Various scenes from the Book of Gates have been depicted in many tombs from the New Kingdom ranging from Horemheb (d.c. 1295 BC) to Ramesses VII (d.c. 1130 BC). Seti I has the first complete inscription decorating his sarcophagus, as well as the first half of the book decorating the pillared halls of his tomb.

Horemheb has the earliest depictions of the Book decorating the walls of his tomb. The second through sixth hours are on the wall of his burial chamber. This was significant because it broke the traditional use of the Amduat usually displayed on walls of burial chambers prior to Horemheb.

In many of the tombs, partial scenes from the Book of Gates are inscribed on the pillared walls, like in Ramesses II’s tomb. Other kings, like Ramesses VII, only had selections from the hours depicted in their tombs.

They also appear in the tomb of Sennedjem, a worker in the village of Deir el-Medina, the ancient village of artists and craftsmen who built pharaonic tombs in the New Kingdom, and in the tomb of Tjanefer, a priest of Amun.

The Book was less popular to display in tombs of people of non-royal lineage. They tended to depict the Book of the Dead but it wasn't uncommon to find the Book of Gates alongside it. In some cases, only a few scenes were depicted interspersed with the Book of the Dead.

== Relationship to the Amduat ==
Closely related to the Book of Gates is the Book of Amduat (also known as The Book of the Hidden Chambers), which also follows Ra's journey through the underworld but with some differences. It accompanies the Book of Gates in many tombs because it is a guide to the deceased's souls journey and the deities it will encounter in the Underworld. According to Mohamed Ragheb Dardir, the main difference between the books' purpose is that the Book of Gates acts as a guide about the dangers that the deceased soul will encounter and what must be done to pass through each gate in order to be resurrected. It is believed the books are both often depicted in tombs because on their own, they are not a sufficient guide for the soul to complete its journey with Ra.

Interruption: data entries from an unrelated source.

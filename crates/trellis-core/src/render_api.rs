use slotmap::SlotMap;

use crate::{BoxRect, Color, Matrix, Size, Vec2};

slotmap::new_key_type! {
    /// Handle to an offscreen target rented from a [`RenderBackend`].
    pub struct TextureId;
}

#[derive(Clone, Debug, PartialEq)]
pub enum DrawCommand {
    /// Filled when `stroke` is `None`, outlined with that thickness otherwise.
    Quad {
        points: [Vec2; 4],
        color: Color,
        stroke: Option<f32>,
    },
    Triangle {
        points: [Vec2; 3],
        color: Color,
    },
    Text {
        origin: Vec2,
        text: String,
        color: Color,
        size: f32,
    },
    Image {
        texture: TextureId,
        points: [Vec2; 4],
        uv: [Vec2; 4],
        tint: Color,
    },
}

impl DrawCommand {
    fn transformed(&self, m: &Matrix, tint: Color) -> DrawCommand {
        let tp = |p: &Vec2| m.transform_point(*p);
        match self {
            DrawCommand::Quad {
                points,
                color,
                stroke,
            } => DrawCommand::Quad {
                points: points.each_ref().map(tp),
                color: color.modulate(tint),
                stroke: *stroke,
            },
            DrawCommand::Triangle { points, color } => DrawCommand::Triangle {
                points: points.each_ref().map(tp),
                color: color.modulate(tint),
            },
            DrawCommand::Text {
                origin,
                text,
                color,
                size,
            } => DrawCommand::Text {
                origin: tp(origin),
                text: text.clone(),
                color: color.modulate(tint),
                size: size * m.mean_scale(),
            },
            DrawCommand::Image {
                texture,
                points,
                uv,
                tint: own,
            } => DrawCommand::Image {
                texture: *texture,
                points: points.each_ref().map(tp),
                uv: *uv,
                tint: own.modulate(tint),
            },
        }
    }

    fn points(&self) -> &[Vec2] {
        match self {
            DrawCommand::Quad { points, .. } | DrawCommand::Image { points, .. } => &points[..],
            DrawCommand::Triangle { points, .. } => &points[..],
            DrawCommand::Text { origin, .. } => std::slice::from_ref(origin),
        }
    }
}

/// Ordered batch of draw commands.
#[derive(Clone, Debug, Default, PartialEq)]
pub struct DrawList {
    pub commands: Vec<DrawCommand>,
}

impl DrawList {
    pub fn new() -> Self {
        Self::default()
    }

    pub fn add_rect(&mut self, rect: BoxRect, color: Color) {
        if color.is_transparent() || rect.is_empty() {
            return;
        }
        self.commands.push(DrawCommand::Quad {
            points: rect.corners(),
            color,
            stroke: None,
        });
    }

    pub fn add_rect_outline(&mut self, rect: BoxRect, color: Color, thickness: f32) {
        if color.is_transparent() || thickness <= 0.0 {
            return;
        }
        self.commands.push(DrawCommand::Quad {
            points: rect.corners(),
            color,
            stroke: Some(thickness),
        });
    }

    pub fn add_triangle(&mut self, points: [Vec2; 3], color: Color) {
        if color.is_transparent() {
            return;
        }
        self.commands.push(DrawCommand::Triangle { points, color });
    }

    pub fn add_text(&mut self, origin: Vec2, text: impl Into<String>, color: Color, size: f32) {
        if color.is_transparent() {
            return;
        }
        self.commands.push(DrawCommand::Text {
            origin,
            text: text.into(),
            color,
            size,
        });
    }

    pub fn add_image_quad(
        &mut self,
        texture: TextureId,
        points: [Vec2; 4],
        uv: [Vec2; 4],
        tint: Color,
    ) {
        if tint.is_transparent() {
            return;
        }
        self.commands.push(DrawCommand::Image {
            texture,
            points,
            uv,
            tint,
        });
    }

    /// Appends every command to `target`, mapped through `transform` and
    /// modulated by `tint`.
    pub fn copy_to(&self, target: &mut DrawList, transform: &Matrix, tint: Color) {
        if tint.is_transparent() {
            return;
        }
        target
            .commands
            .extend(self.commands.iter().map(|c| c.transformed(transform, tint)));
    }

    /// Union of every point referenced by the list.
    pub fn bounds(&self) -> BoxRect {
        self.commands
            .iter()
            .flat_map(|c| c.points().iter())
            .fold(BoxRect::INVERTED_EXTREMA, |acc, p| {
                acc.union(BoxRect::new(p.x, p.y, p.x, p.y))
            })
            .normalize()
    }

    pub fn len(&self) -> usize {
        self.commands.len()
    }

    pub fn is_empty(&self) -> bool {
        self.commands.is_empty()
    }

    pub fn clear(&mut self) {
        self.commands.clear();
    }
}

/// Drawing surface the render pass composites into.
pub trait RenderBackend {
    fn rent_draw_list(&mut self) -> DrawList {
        DrawList::new()
    }

    fn return_draw_list(&mut self, list: DrawList) {
        drop(list);
    }

    /// Renders `source` (local coordinates) into an offscreen target covering
    /// `clip`. The target stays valid until returned.
    fn rent_texture(&mut self, source: &DrawList, clip: BoxRect) -> Option<TextureId>;

    fn return_texture(&mut self, texture: TextureId);

    fn present(&mut self, list: &DrawList);
}

/// Offscreen target recorded by [`HeadlessBackend`].
#[derive(Clone, Debug)]
pub struct OffscreenTarget {
    pub size: Size,
    pub clip: BoxRect,
    pub contents: DrawList,
}

/// Backend that records instead of rasterizing. Used by tests and headless
/// hosts.
#[derive(Default)]
pub struct HeadlessBackend {
    targets: SlotMap<TextureId, OffscreenTarget>,
    pool: Vec<DrawList>,
    presented: Option<DrawList>,
    pub frames: u64,
    pub textures_rented: u64,
}

impl HeadlessBackend {
    pub fn new() -> Self {
        Self::default()
    }

    pub fn target(&self, id: TextureId) -> Option<&OffscreenTarget> {
        self.targets.get(id)
    }

    pub fn live_targets(&self) -> usize {
        self.targets.len()
    }

    pub fn presented(&self) -> Option<&DrawList> {
        self.presented.as_ref()
    }
}

impl RenderBackend for HeadlessBackend {
    fn rent_draw_list(&mut self) -> DrawList {
        self.pool.pop().unwrap_or_default()
    }

    fn return_draw_list(&mut self, mut list: DrawList) {
        list.clear();
        self.pool.push(list);
    }

    fn rent_texture(&mut self, source: &DrawList, clip: BoxRect) -> Option<TextureId> {
        let clip = clip.normalize();
        if clip.is_empty() {
            return None;
        }
        self.textures_rented += 1;
        let mut contents = DrawList::new();
        source.copy_to(
            &mut contents,
            &Matrix::translation(-clip.left_top()),
            Color::WHITE,
        );
        Some(self.targets.insert(OffscreenTarget {
            size: clip.size(),
            clip,
            contents,
        }))
    }

    fn return_texture(&mut self, texture: TextureId) {
        if self.targets.remove(texture).is_none() {
            log::warn!("returned unknown texture {texture:?}");
        }
    }

    fn present(&mut self, list: &DrawList) {
        self.frames += 1;
        self.presented = Some(list.clone());
    }
}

The biggest difference between the Book of Gates and Amduat are the serpent gate deities guarding the doorway for each hour. These doorways and serpents are named throughout the journey and need to be named in order to cross into the next hour. On the other side of each door are two more guardians and uraei that emit fire. The Book of Going Forth by Day also contains similar doorways in the underworld.

The gods that make up the crew of the solar barque are different between the Amduat and the Book of Gates. In the Amduat, the solar barque is larger, whereas in Book of Gates, the crew is made up of only Heka and Sia. These are the only two who are in the boat with Ra along the entire journey through the underworld.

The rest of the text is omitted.